Transmitting information with light, over fibre-optic strands for example, can take up substantially less energy and carry more data at faster rates than traditional wires. Currently, it can take more power to send a signal electrically over traditional wires than it takes for the computer to process it.
“These data centres are like the really old way of computing, with very large bulky machines that take up huge rooms. Eventually, these data centres and super computers could shrink to a chip… then they can be much more efficient than they are today,” said Professor Poon.
When Professor Chan (IBBME) learned his CRC in Biotechnology was being renewed for a second, five-year term, he saw it as an indication of support for the work done during his first term.
His focus was on the development of nanoparticles to identify and image cancerous tumors. Developing an accurate picture of the tumor is critical to ensuring an accurate diagnosis and treatment.
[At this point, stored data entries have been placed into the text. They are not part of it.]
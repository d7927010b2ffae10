use std::sync::Arc;

use chrono::Utc;
use validator::Validate;

use crate::{
    entities::{
        blog::{Blog, BlogDetail, BlogSitemapEntry, NewBlog},
        pagination::{ListQuery, Page, PageRequest, BLOG_LIST},
    },
    errors::AppError,
    repositories::blog::BlogRepository,
    use_cases::pagination::load_page,
};

pub struct BlogHandler<R>
where
    R: BlogRepository + ?Sized,
{
    pub blog_repo: Arc<R>,
}

impl<R> BlogHandler<R>
where
    R: BlogRepository + ?Sized,
{
    pub fn new(blog_repo: Arc<R>) -> Self {
        BlogHandler { blog_repo }
    }

    pub async fn list_blogs(&self, query: &ListQuery) -> Result<Page<Blog>, AppError> {
        self.list_published_blogs(PageRequest::from_query(query, BLOG_LIST))
            .await
    }

    /// Published posts only, most recently published first.
    pub async fn list_published_blogs(&self, request: PageRequest) -> Result<Page<Blog>, AppError> {
        load_page(
            request,
            self.blog_repo.list_published_blogs(request.window()),
            self.blog_repo.count_published_blogs(),
        )
        .await
    }

    /// Retrieves a published post with its rendered content. Drafts are
    /// indistinguishable from missing posts.
    pub async fn get_blog_by_slug(&self, slug: &str) -> Result<BlogDetail, AppError> {
        self.blog_repo
            .get_published_blog_by_slug(slug.trim())
            .await?
            .map(Blog::into_detail)
            .ok_or_else(|| AppError::NotFound("Blog post not found".to_string()))
    }

    pub async fn sitemap_entries(&self) -> Result<Vec<BlogSitemapEntry>, AppError> {
        self.blog_repo.list_sitemap_entries().await
    }

    /// Fills in slug, reading time and publish date before validating.
    pub async fn create_blog(&self, blog: NewBlog) -> Result<Blog, AppError> {
        let blog = blog.prepare(Utc::now());
        blog.validate()?;
        self.blog_repo.create_blog(&blog).await
    }
}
The nanoparticles’ properties help to develop a clear image that can be a powerful tool in the fight against cancer. The challenge is that the nanoparticles which help to create the image can be expelled from the body before ever reaching the disease site. In fact, only 5% of the particles reach their intended destination.
“The field (of research) has always changed every five years,” explained Professor Chan. “If you want to move up to the next level, you have to identify what that next stage is going to be.”
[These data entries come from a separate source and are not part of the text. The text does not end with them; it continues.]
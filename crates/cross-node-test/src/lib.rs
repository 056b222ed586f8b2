use std::num::NonZeroUsize;
use std::path::{Path, PathBuf};

use anyhow::{Context, Result};
use console::style;
use serde::Serialize;

use devtools_common::{copy_tree_filtered, find_project_root, require_in_path, run_checked};

pub const REPORT_SCHEMA_VERSION: &str = "cross-node-test.report@0.1.0";

/// Node releases the addon is built and tested against, oldest first.
pub const NODE_TEST_VERSIONS: &[&str] = &[
    "18.20.5",
    "19.9.0",
    "20.18.1",
    "21.7.3",
    "22.12.0",
    "23.5.0",
];

/// Packages that must exist under `packages/` and are copied into every
/// sandbox.
pub const REQUIRED_PACKAGES: &[&str] = &["@types", "allnative", "minimum", "tests"];

/// Addon sub-packages that carry a node-gyp build.
pub const NATIVE_PACKAGES: &[&str] = &["allnative", "minimum"];

/// Manifest template at the project root; doubles as the root marker for
/// upward resolution.
pub const MANIFEST_TEMPLATE: &str = "package.cross.json";

/// Sandbox root under the project root, one subdirectory per Node version.
pub const SANDBOX_DIR_NAME: &str = ".cross-testing";

/// Build-output directories never copied into a sandbox.
const COPY_EXCLUDES: &[&str] = &["build", "dist"];

/// Linear progress marker, reported before the work it names starts.
#[derive(Debug, Clone, Copy, PartialEq, Eq, PartialOrd, Ord)]
pub enum Stage {
    InstallNode,
    Copy,
    InstallPackages,
    NativeBuild,
    Tests,
    Finished,
}

impl Stage {
    pub const ALL: [Stage; 6] = [
        Stage::InstallNode,
        Stage::Copy,
        Stage::InstallPackages,
        Stage::NativeBuild,
        Stage::Tests,
        Stage::Finished,
    ];

    pub fn description(self) -> &'static str {
        match self {
            Stage::InstallNode => "Installing node",
            Stage::Copy => "Copying artifacts",
            Stage::InstallPackages => "Installing packages",
            Stage::NativeBuild => "Building native code",
            Stage::Tests => "Running tests",
            Stage::Finished => "Success",
        }
    }

    pub fn name(self) -> &'static str {
        match self {
            Stage::InstallNode => "install_node",
            Stage::Copy => "copy",
            Stage::InstallPackages => "install_packages",
            Stage::NativeBuild => "native_build",
            Stage::Tests => "tests",
            Stage::Finished => "finished",
        }
    }
}

/// Project directories consumed and produced by the runner.
#[derive(Debug)]
pub struct Layout {
    pub root: PathBuf,
    pub packages_dir: PathBuf,
    pub native_dir: PathBuf,
    pub sandbox_root: PathBuf,
    pub manifest_template: PathBuf,
}

impl Layout {
    pub fn from_root(root: &Path) -> Result<Self> {
        let layout = Layout {
            root: root.to_path_buf(),
            packages_dir: root.join("packages"),
            native_dir: root.join("native"),
            sandbox_root: root.join(SANDBOX_DIR_NAME),
            manifest_template: root.join(MANIFEST_TEMPLATE),
        };
        if !layout.packages_dir.is_dir() {
            anyhow::bail!("missing packages dir: {}", layout.packages_dir.display());
        }
        if !layout.native_dir.is_dir() {
            anyhow::bail!("missing native dir: {}", layout.native_dir.display());
        }
        if !layout.manifest_template.is_file() {
            anyhow::bail!(
                "missing manifest template: {}",
                layout.manifest_template.display()
            );
        }
        Ok(layout)
    }

    /// Resolve from an explicit `--root`, or walk upwards from the current
    /// directory to the nearest ancestor containing the manifest template.
    pub fn resolve(root_flag: Option<&Path>) -> Result<Self> {
        if let Some(root) = root_flag {
            return Layout::from_root(root);
        }
        let cwd = std::env::current_dir().context("resolve current directory")?;
        let root = find_project_root(&cwd, MANIFEST_TEMPLATE).with_context(|| {
            format!(
                "no {MANIFEST_TEMPLATE} found in {} or any parent (pass --root)",
                cwd.display()
            )
        })?;
        Layout::from_root(&root)
    }

    pub fn sandbox_dir(&self, version: &str) -> PathBuf {
        self.sandbox_root.join(version)
    }
}

/// Resolved executables for every external tool the runner drives. The
/// version-manager state these tools share is host-global; this handle is
/// the only way pipeline steps touch it.
#[derive(Debug)]
pub struct Tools {
    pub node: PathBuf,
    pub nvm: PathBuf,
    pub yarn: PathBuf,
    pub corepack: PathBuf,
}

impl Tools {
    pub fn resolve() -> Result<Self> {
        Ok(Tools {
            node: require_in_path("node")?,
            nvm: require_in_path("nvm")?,
            yarn: require_in_path("yarn")?,
            corepack: require_in_path("corepack")?,
        })
    }

    /// The version string reported by `node --version` (e.g. `v20.18.1`),
    /// trailing newline stripped.
    pub fn current_node_version(&self) -> Result<String> {
        let out = run_checked(&self.node, &["--version"], None)?;
        let stdout =
            String::from_utf8(out.stdout).context("node --version output is not UTF-8")?;
        Ok(trim_trailing_newline(&stdout).to_string())
    }

    pub fn install_node(&self, version: &str) -> Result<()> {
        self.nvm(&["install", version])
    }

    pub fn use_node(&self, version: &str) -> Result<()> {
        self.nvm(&["use", version])
    }

    pub fn corepack_enable(&self, cwd: &Path) -> Result<()> {
        run_checked(&self.corepack, &["enable"], Some(cwd)).map(|_| ())
    }

    pub fn yarn(&self, args: &[&str], cwd: &Path) -> Result<()> {
        run_checked(&self.yarn, args, Some(cwd)).map(|_| ())
    }

    /// node-gyp configure + build with a parallelism hint matching the
    /// host's logical core count.
    pub fn build_native(&self, package_dir: &Path, jobs: usize) -> Result<()> {
        self.yarn(&["node-gyp", "configure"], package_dir)?;
        let jobs = jobs.to_string();
        self.yarn(&["node-gyp", "build", "-j", &jobs], package_dir)
    }

    fn nvm(&self, args: &[&str]) -> Result<()> {
        run_checked(&self.nvm, args, None).map(|_| ())
    }
}

/// Restores the Node version captured at startup when dropped, on success
/// and failure paths alike.
pub struct NodeVersionGuard<'a> {
    tools: &'a Tools,
    original: String,
}

impl<'a> NodeVersionGuard<'a> {
    pub fn new(tools: &'a Tools, original: String) -> Self {
        NodeVersionGuard { tools, original }
    }
}

impl Drop for NodeVersionGuard<'_> {
    fn drop(&mut self) {
        if let Err(err) = self.tools.use_node(&self.original) {
            eprintln!("failed to restore node {}: {err:#}", self.original);
        }
    }
}

#[derive(Debug, Serialize)]
pub struct RunReport {
    pub schema_version: &'static str,
    pub ok: bool,
    #[serde(skip_serializing_if = "Option::is_none")]
    pub original_version: Option<String>,
    pub versions: Vec<VersionReport>,
}

impl RunReport {
    pub fn new() -> Self {
        RunReport {
            schema_version: REPORT_SCHEMA_VERSION,
            ok: false,
            original_version: None,
            versions: Vec::new(),
        }
    }
}

impl Default for RunReport {
    fn default() -> Self {
        RunReport::new()
    }
}

#[derive(Debug, Serialize)]
pub struct VersionReport {
    pub version: String,
    /// Stage names in the order they were reported.
    pub stages: Vec<&'static str>,
}

/// Full build-and-test pipeline for one Node version. Stages are recorded
/// into `stages` as they are announced, so a failed run keeps the partial
/// trail.
pub fn run_tests_for_node(
    tools: &Tools,
    layout: &Layout,
    version: &str,
    stages: &mut Vec<&'static str>,
) -> Result<()> {
    let sandbox = layout.sandbox_dir(version);

    enter_stage(version, Stage::InstallNode, stages);
    tools.install_node(version)?;
    tools.use_node(version)?;

    enter_stage(version, Stage::Copy, stages);
    copy_artifacts(layout, version)?;

    enter_stage(version, Stage::InstallPackages, stages);
    tools.corepack_enable(&sandbox)?;
    tools.yarn(&["install"], &sandbox)?;

    enter_stage(version, Stage::NativeBuild, stages);
    let jobs = build_parallelism();
    for package in NATIVE_PACKAGES {
        tools.build_native(&sandbox.join("packages").join(package), jobs)?;
    }

    enter_stage(version, Stage::Tests, stages);
    tools.yarn(&["test"], &sandbox)?;

    enter_stage(version, Stage::Finished, stages);
    Ok(())
}

/// Populate the per-version sandbox: required packages (minus build output),
/// the native sources, the shared tsconfig, a manifest synthesized from the
/// template, and an empty yarn.lock. The empty lock file marks the sandbox
/// as a standalone yarn project rather than a member of the enclosing
/// workspace.
pub fn copy_artifacts(layout: &Layout, version: &str) -> Result<()> {
    let dest = layout.sandbox_dir(version);
    let dest_packages = dest.join("packages");

    for package in REQUIRED_PACKAGES {
        copy_tree_filtered(
            &layout.packages_dir.join(package),
            &dest_packages.join(package),
            COPY_EXCLUDES,
        )?;
    }

    copy_tree_filtered(&layout.native_dir, &dest.join("native"), &[])?;

    let tsconfig = layout.packages_dir.join("tsconfig.base.json");
    std::fs::copy(&tsconfig, dest_packages.join("tsconfig.base.json"))
        .with_context(|| format!("copy {}", tsconfig.display()))?;

    let manifest = dest.join("package.json");
    std::fs::copy(&layout.manifest_template, &manifest)
        .with_context(|| format!("synthesize {}", manifest.display()))?;

    std::fs::write(dest.join("yarn.lock"), b"")
        .with_context(|| format!("write {}", dest.join("yarn.lock").display()))?;

    Ok(())
}

pub fn build_parallelism() -> usize {
    std::thread::available_parallelism()
        .map(NonZeroUsize::get)
        .unwrap_or(1)
}

pub fn trim_trailing_newline(s: &str) -> &str {
    let s = s.strip_suffix('\n').unwrap_or(s);
    s.strip_suffix('\r').unwrap_or(s)
}

fn enter_stage(version: &str, stage: Stage, stages: &mut Vec<&'static str>) {
    println!("{}: {}", style(version).green(), stage.description());
    stages.push(stage.name());
}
For Professor Chan, his focus for the next five years will be on the targeted delivery of the nanoparticles and to develop more sophisticated tagging techniques that will help doctors better understand the molecular structure of the cancer cells involved.
While Professors Christopoulos, Radisic and Poon look forward to the benefits of the CRC program, Professor Chan explained the prestige of the recognition can be the greatest reward.
“When you write a grant, it helps. Having a CRC says that you are a leader in that particular field,” said Professor Chan.
The CRC program was established in 2000 by the federal government to support outstanding research at universities across Canada. The four chairs represent $100,000 a year for five years each, which will provide a combined $2-million in new funding for these areas of research.
Professor Paul Young, U of T’s vice-president (research) offered his congratulations to the new and renewed CRC holders. “We at the University of Toronto are proud that so many of our faculty members have been awarded CRCs. This is a testament to the scholarly excellence and consistent leadership shown by our researchers. I extend my thanks, on behalf of U of T, to the government of Canada for its continued support of our researchers – and of research across the country – through the CRC program.”